[RECORDS FOR THIS EXERCISE]
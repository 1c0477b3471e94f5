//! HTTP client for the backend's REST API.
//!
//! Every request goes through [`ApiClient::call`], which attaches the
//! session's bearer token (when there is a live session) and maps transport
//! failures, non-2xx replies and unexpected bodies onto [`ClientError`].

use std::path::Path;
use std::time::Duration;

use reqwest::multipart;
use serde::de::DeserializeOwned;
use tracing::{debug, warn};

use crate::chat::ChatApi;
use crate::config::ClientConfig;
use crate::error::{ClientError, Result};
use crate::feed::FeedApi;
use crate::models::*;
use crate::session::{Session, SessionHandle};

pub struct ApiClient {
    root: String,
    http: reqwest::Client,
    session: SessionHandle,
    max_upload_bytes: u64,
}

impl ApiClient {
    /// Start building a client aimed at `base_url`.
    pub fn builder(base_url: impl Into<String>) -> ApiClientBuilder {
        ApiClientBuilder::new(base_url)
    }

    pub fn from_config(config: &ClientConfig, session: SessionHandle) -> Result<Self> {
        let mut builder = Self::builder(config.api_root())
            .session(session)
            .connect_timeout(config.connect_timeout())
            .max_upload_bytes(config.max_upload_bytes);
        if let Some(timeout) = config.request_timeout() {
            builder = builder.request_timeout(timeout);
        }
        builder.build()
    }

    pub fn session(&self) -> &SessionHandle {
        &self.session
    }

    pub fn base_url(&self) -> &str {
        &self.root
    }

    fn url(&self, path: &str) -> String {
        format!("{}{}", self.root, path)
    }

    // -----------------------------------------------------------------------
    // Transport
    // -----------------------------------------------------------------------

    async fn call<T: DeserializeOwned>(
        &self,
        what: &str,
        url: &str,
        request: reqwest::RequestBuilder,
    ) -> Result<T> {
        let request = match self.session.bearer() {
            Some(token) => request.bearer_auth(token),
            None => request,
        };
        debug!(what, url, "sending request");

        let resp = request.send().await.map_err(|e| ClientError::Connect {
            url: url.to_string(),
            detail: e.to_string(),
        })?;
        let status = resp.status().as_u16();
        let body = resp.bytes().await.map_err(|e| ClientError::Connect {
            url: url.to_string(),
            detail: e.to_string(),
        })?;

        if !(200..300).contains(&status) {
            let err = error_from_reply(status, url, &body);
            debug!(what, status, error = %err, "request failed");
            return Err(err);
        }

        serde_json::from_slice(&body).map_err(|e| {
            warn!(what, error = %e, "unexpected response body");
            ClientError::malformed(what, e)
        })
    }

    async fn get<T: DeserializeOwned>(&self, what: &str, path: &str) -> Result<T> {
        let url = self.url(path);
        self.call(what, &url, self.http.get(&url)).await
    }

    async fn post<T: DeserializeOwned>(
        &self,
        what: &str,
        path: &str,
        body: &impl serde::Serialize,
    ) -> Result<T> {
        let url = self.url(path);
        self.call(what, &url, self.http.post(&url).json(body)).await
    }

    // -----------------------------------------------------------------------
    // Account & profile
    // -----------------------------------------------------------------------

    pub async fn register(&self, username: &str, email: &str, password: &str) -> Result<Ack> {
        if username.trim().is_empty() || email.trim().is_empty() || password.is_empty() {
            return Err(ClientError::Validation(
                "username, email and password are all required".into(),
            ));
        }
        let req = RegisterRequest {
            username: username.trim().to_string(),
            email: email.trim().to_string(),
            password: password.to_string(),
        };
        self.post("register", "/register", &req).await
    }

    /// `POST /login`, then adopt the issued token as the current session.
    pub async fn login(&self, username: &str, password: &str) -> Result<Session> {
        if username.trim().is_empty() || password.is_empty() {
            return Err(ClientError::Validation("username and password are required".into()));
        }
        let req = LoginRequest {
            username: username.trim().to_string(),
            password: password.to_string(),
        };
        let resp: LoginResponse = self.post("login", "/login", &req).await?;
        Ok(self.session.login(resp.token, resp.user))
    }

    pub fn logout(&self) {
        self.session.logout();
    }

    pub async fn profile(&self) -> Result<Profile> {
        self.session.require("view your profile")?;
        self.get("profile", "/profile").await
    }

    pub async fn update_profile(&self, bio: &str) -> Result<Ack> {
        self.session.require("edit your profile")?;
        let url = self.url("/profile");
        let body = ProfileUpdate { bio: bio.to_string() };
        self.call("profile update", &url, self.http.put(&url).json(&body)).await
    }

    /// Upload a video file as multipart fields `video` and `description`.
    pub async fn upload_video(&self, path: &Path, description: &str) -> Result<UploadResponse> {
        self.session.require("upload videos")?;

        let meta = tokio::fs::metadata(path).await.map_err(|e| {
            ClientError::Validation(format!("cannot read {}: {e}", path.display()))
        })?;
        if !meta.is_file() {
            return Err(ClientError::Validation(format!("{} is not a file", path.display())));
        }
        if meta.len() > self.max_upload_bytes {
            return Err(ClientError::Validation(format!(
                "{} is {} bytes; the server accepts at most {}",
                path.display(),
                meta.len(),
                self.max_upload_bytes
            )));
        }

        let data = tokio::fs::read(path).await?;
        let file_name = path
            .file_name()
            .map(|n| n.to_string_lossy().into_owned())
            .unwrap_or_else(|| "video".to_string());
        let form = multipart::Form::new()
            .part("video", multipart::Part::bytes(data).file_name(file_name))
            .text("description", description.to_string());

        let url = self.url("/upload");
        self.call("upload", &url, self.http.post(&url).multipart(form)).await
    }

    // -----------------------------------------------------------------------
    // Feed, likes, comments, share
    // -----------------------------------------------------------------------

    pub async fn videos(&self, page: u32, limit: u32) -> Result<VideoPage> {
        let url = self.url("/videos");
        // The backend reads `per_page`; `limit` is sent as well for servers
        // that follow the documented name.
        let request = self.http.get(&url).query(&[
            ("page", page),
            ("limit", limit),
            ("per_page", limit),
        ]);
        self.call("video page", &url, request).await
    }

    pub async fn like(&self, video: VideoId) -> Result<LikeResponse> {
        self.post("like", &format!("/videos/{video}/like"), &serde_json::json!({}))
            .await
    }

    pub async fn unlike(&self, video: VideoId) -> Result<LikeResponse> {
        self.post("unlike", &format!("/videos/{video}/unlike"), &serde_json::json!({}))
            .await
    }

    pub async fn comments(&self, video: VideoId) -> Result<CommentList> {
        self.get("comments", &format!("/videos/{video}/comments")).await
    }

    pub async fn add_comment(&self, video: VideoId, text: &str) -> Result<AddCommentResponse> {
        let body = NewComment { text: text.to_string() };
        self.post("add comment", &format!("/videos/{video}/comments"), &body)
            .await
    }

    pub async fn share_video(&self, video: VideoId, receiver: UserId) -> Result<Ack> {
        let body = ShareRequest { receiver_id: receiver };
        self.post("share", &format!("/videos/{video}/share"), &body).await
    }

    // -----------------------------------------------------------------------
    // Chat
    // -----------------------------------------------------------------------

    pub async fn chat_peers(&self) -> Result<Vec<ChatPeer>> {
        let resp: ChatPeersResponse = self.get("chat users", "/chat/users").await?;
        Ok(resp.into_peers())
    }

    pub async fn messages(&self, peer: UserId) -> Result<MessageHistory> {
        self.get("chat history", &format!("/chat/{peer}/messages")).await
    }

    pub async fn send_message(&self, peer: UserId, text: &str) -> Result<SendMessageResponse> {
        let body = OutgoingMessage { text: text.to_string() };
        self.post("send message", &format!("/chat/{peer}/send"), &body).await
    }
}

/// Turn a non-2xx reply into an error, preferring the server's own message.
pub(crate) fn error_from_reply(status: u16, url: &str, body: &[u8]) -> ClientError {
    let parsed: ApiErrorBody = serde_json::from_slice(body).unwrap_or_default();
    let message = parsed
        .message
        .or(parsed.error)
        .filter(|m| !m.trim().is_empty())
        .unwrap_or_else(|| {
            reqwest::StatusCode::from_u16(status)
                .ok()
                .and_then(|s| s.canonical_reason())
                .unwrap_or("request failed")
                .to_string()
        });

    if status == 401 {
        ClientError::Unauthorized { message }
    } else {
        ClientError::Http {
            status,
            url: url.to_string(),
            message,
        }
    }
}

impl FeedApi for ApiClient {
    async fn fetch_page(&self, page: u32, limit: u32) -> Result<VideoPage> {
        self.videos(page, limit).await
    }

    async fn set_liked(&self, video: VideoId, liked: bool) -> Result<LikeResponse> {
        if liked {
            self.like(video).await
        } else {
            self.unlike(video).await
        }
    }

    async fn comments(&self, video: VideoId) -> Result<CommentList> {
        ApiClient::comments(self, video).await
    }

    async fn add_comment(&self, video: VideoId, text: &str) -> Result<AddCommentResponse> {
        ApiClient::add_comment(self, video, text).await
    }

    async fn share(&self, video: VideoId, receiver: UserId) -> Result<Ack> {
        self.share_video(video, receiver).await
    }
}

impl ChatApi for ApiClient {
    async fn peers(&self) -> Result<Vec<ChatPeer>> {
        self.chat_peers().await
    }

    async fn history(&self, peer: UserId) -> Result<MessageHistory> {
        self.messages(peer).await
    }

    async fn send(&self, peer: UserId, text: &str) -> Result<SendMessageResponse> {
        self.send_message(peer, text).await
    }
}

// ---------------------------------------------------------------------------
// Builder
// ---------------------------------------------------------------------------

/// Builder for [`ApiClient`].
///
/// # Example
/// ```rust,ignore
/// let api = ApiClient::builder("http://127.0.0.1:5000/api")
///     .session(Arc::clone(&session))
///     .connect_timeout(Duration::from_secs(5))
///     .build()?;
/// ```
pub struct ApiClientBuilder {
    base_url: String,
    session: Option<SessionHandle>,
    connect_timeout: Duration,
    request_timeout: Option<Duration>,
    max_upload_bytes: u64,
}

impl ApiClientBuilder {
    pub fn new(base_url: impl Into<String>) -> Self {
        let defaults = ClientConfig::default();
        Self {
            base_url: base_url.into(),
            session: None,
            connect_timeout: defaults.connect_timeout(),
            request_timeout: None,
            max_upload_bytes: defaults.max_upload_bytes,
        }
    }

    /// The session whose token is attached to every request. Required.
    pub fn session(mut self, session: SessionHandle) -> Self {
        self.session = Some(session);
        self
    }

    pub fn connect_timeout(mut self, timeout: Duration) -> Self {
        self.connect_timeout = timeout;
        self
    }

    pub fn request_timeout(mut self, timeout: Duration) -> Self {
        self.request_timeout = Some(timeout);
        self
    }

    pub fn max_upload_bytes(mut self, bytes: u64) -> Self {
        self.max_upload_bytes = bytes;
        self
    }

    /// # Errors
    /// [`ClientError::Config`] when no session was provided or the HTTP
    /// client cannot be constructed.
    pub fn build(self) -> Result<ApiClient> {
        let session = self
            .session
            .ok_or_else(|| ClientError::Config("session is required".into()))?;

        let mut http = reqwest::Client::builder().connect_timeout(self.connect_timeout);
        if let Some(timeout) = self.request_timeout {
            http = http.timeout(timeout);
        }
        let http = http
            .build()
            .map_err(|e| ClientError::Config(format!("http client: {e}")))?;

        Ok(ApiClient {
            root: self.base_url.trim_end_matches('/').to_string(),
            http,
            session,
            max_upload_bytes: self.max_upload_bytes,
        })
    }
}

[WHAT YOU ARE ASKED TO DO] Check each line of the material above for the word "email", then state how many lines hold it. Only the number.

[SOLUTION BELOW] 4